Your objective
Keeping every character as it is, transcribe the entries below.

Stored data
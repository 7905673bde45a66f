//! Recording span exporter for tests.

use futures_util::future::BoxFuture;
use opentelemetry_sdk::export::trace::{ExportResult, SpanData, SpanExporter};
use parking_lot::Mutex;
use std::sync::atomic::{AtomicBool, Ordering};
use std::sync::Arc;

/// Keeps every exported span in memory.
///
/// Clones share the same buffer, so a test keeps one clone and hands the
/// other to a [`TracingConfig`](crate::TracingConfig). Shutting the exporter
/// down keeps the recorded spans.
#[derive(Clone, Debug, Default)]
pub struct RecordingExporter {
    spans: Arc<Mutex<Vec<SpanData>>>,
    shutdown: Arc<AtomicBool>,
}

impl RecordingExporter {
    /// Returns a snapshot of the spans exported so far.
    #[must_use]
    pub fn finished_spans(&self) -> Vec<SpanData> {
        self.spans.lock().clone()
    }

    /// Forgets recorded spans.
    pub fn reset(&self) {
        self.spans.lock().clear();
    }

    /// Returns true once the provider has shut the exporter down.
    #[must_use]
    pub fn is_shutdown(&self) -> bool {
        self.shutdown.load(Ordering::SeqCst)
    }
}

impl SpanExporter for RecordingExporter {
    fn export(&mut self, mut batch: Vec<SpanData>) -> BoxFuture<'static, ExportResult> {
        self.spans.lock().append(&mut batch);
        Box::pin(async { Ok(()) })
    }

    fn shutdown(&mut self) {
        self.shutdown.store(true, Ordering::SeqCst);
    }
}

Expected output
repository 7905673bde45a66f
//! Recording span exporter for tests.

use futures_util::future::BoxFuture;
use opentelemetry_sdk::export::trace::{ExportResult, SpanData, SpanExporter};
use parking_lot::Mutex;
use std::sync::atomic::{AtomicBool, Ordering};
use std::sync::Arc;

/// Keeps every exported span in memory.
///
/// Clones share the same buffer, so a test keeps one clone and hands the
/// other to a [`TracingConfig`](crate::TracingConfig). Shutting the exporter
/// down keeps the recorded spans.
#[derive(Clone, Debug, Default)]
pub struct RecordingExporter {
    spans: Arc<Mutex<Vec<SpanData>>>,
    shutdown: Arc<AtomicBool>,
}

impl RecordingExporter {
    /// Returns a snapshot of the spans exported so far.
    #[must_use]
    pub fn finished_spans(&self) -> Vec<SpanData> {
        self.spans.lock().clone()
    }

    /// Forgets recorded spans.
    pub fn reset(&self) {
        self.spans.lock().clear();
    }

    /// Returns true once the provider has shut the exporter down.
    #[must_use]
    pub fn is_shutdown(&self) -> bool {
        self.shutdown.load(Ordering::SeqCst)
    }
}

impl SpanExporter for RecordingExporter {
    fn export(&mut self, mut batch: Vec<SpanData>) -> BoxFuture<'static, ExportResult> {
        self.spans.lock().append(&mut batch);
        Box::pin(async { Ok(()) })
    }

    fn shutdown(&mut self) {
        self.shutdown.store(true, Ordering::SeqCst);
    }
}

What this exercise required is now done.